As I sit down to write this post, I glimpse a hummingbird through my window. Eyes sharp but calm, it explores the world it finds itself in… but its wings remain still. A stillness not often attributed to the hurried, flighty nature of this beautiful creature.
Lately, life has been anything but still. A reflection of the hummingbird’s in motion. School, extracurriculars, tennis practice, and everyday trials have all elicited feelings of overwhelm and exhaustion. There is no end to the movement, no moments of stillness.
Let’s cut to the chase — September has been a hard month. And to be honest, blogging has added to the strain. This has led me to the decision to step away for a hiatus.
But before I give the length and logistics – let me give you some backstory.
Many factors have played into this decision. And I’ll try to describe them now.
The major reason for this spontaneous break is my identity. Over the past month, I’ve realized how much my worth is warped around my blog. Tied to my writing. And I see the dangers in that.
I’ve begun to blog more for the happiness I get when I see high stats, lots of comments, and new subscribers… than for the pure enjoyment of writing. This has led me down some dark and discouraging roads when I don’t attain these unrealistic goals.
Because of this issue, I’ve started to lose my joy for blogging. I have wrestled (and am wrestling) with the question many humans ask: “Who am I without (insert word)?” “What I am without (insert word)?” And that’s one of the reasons I’m taking a break. I need some time to disconnect from my blog and truly understand my identity as a child of God.
Secondly, I’m planning to change some things up around here. Mainly, THE CONTENT.
Over the past year, I’ve dabbled in a wide variety of topics: productivity, inspiration, book reviews, encouragement, world issues… A diverse mix. An overwhelming mix.
None of these categories seemed to “fit” with who I am.
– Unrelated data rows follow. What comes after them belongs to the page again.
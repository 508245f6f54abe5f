use crate::config::{AppConfig, StoreBackend};
use crate::connection::{ConnectionCache, StoreSettings};
use crate::payment::{PaymentGateway, StripeGateway, WebhookVerifier};
use crate::records::RecordStore;
use crate::store::StoreConnector;
use crate::store::memory::MemoryConnector;
use crate::store::mongo::MongoConnector;
use std::sync::Arc;
use tracing::info;

#[derive(Clone)]
pub struct AppState {
    pub records: Arc<RecordStore>,
    pub payments: Option<Arc<dyn PaymentGateway>>,
    pub webhooks: Option<Arc<WebhookVerifier>>,
}

impl AppState {
    pub fn new(records: Arc<RecordStore>) -> Self {
        Self {
            records,
            payments: None,
            webhooks: None,
        }
    }

    pub fn with_payments(mut self, payments: Arc<dyn PaymentGateway>) -> Self {
        self.payments = Some(payments);
        self
    }

    pub fn with_webhooks(mut self, webhooks: Arc<WebhookVerifier>) -> Self {
        self.webhooks = Some(webhooks);
        self
    }

    /// Build the process-wide state once per process
    ///
    /// Nothing connects here; the store is reached on the first request.
    pub fn from_config(config: AppConfig) -> Self {
        let AppConfig {
            backend,
            store,
            payment,
            ..
        } = config;

        let (connector, settings): (Arc<dyn StoreConnector>, Option<StoreSettings>) = match backend
        {
            StoreBackend::MongoDb => {
                info!("store backend: mongodb");
                (Arc::new(MongoConnector::new()), store)
            }
            StoreBackend::Memory => {
                info!("store backend: memory");
                let settings = store.unwrap_or_else(|| {
                    StoreSettings::new("local", "local")
                        .scheme("memory")
                        .cluster_host("localhost")
                });
                (Arc::new(MemoryConnector::new()), Some(settings))
            }
        };

        let connections = Arc::new(ConnectionCache::new(connector, settings));
        let mut state = Self::new(Arc::new(RecordStore::new(connections)));

        if let Some(secret_key) = payment.secret_key {
            state = state.with_payments(Arc::new(StripeGateway::new(secret_key)));
        }
        if let Some(webhook_secret) = payment.webhook_secret {
            state = state.with_webhooks(Arc::new(WebhookVerifier::new(webhook_secret)));
        }

        state
    }
}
Even while blogging, I never really felt authentic. And I’ve come to realize the reason for this: I’ve been too busy trying to imitate others, follow the latest trends, produce popular content that would entice my audience…. that I’ve lost my voice. I’ve buried my heart and what I love under what I thought I should love.
Over time, blogging transformed from a creative outlet where I expressed my unique thoughts to a carbon copy of what I thought an “ideal blog” was. It’s become more of an obligation to my subscribers than a joy. A way to keep people from forgetting me… a way to feel significant.
This has a lot to do with my personality as a four. Being significant is — to us.
But so is being authentic. And, dear reader, I long to be authentic.
After processing through this, I’ve decided to change some things up to free myself. The primary thing I’m altering is my content.
Instead of adding to the internet noise, I want my blog to be a haven of hope… an escape from the chaos of this world. I want it to be a place where you can find resources to fill your soul with beauty, nurture your hearts, and enrich your mind. Because those are the things I’m passionate about. I want to dive deeper into literature, explore forms of art, share my philosophical musings, admire beauty… I don’t want to be bound by the shallow waters of hyped content and ideal lifestyles. In summary, I want to go deeper. And that starts with some time away to reflect and write as if nobody’s watching. Write from the heart.
I may also change the theme and aesthetics of this blog… Everything’s up in the air with this, but you may see an alteration in the design. (;
These are the blog aspects I’ll be working on while I’m away. And since I haven’t mention the time frame yet…
I will take a break during the month of October, and should hopefully return sometime in November.
However — you will still be hearing from me. Thanks to the amazing feedback I received, I’m working on personalizing my email list! And to start it off — I will now be sending a monthly/bimonthly newsletter filled with ponderings, highlights, current reads, and all other sorts of rich content! The first letter will be coming out at the end of this month, so make sure you’re signed up for that! And if you know of anyone who’d be interested in my blog & newsletter — please share! Thank you in advance, dear readers.
>> SIGN UP HERE! <<
During my hiatus, I aspire to be like that hummingbird. Eyes sharpened for beauty, heart beating slow, wings open to the future… but most importantly — still. I want to pass through a period of stillness so I’m ready to fly into the next season with a new song.
I can’t wait to see what God has in store.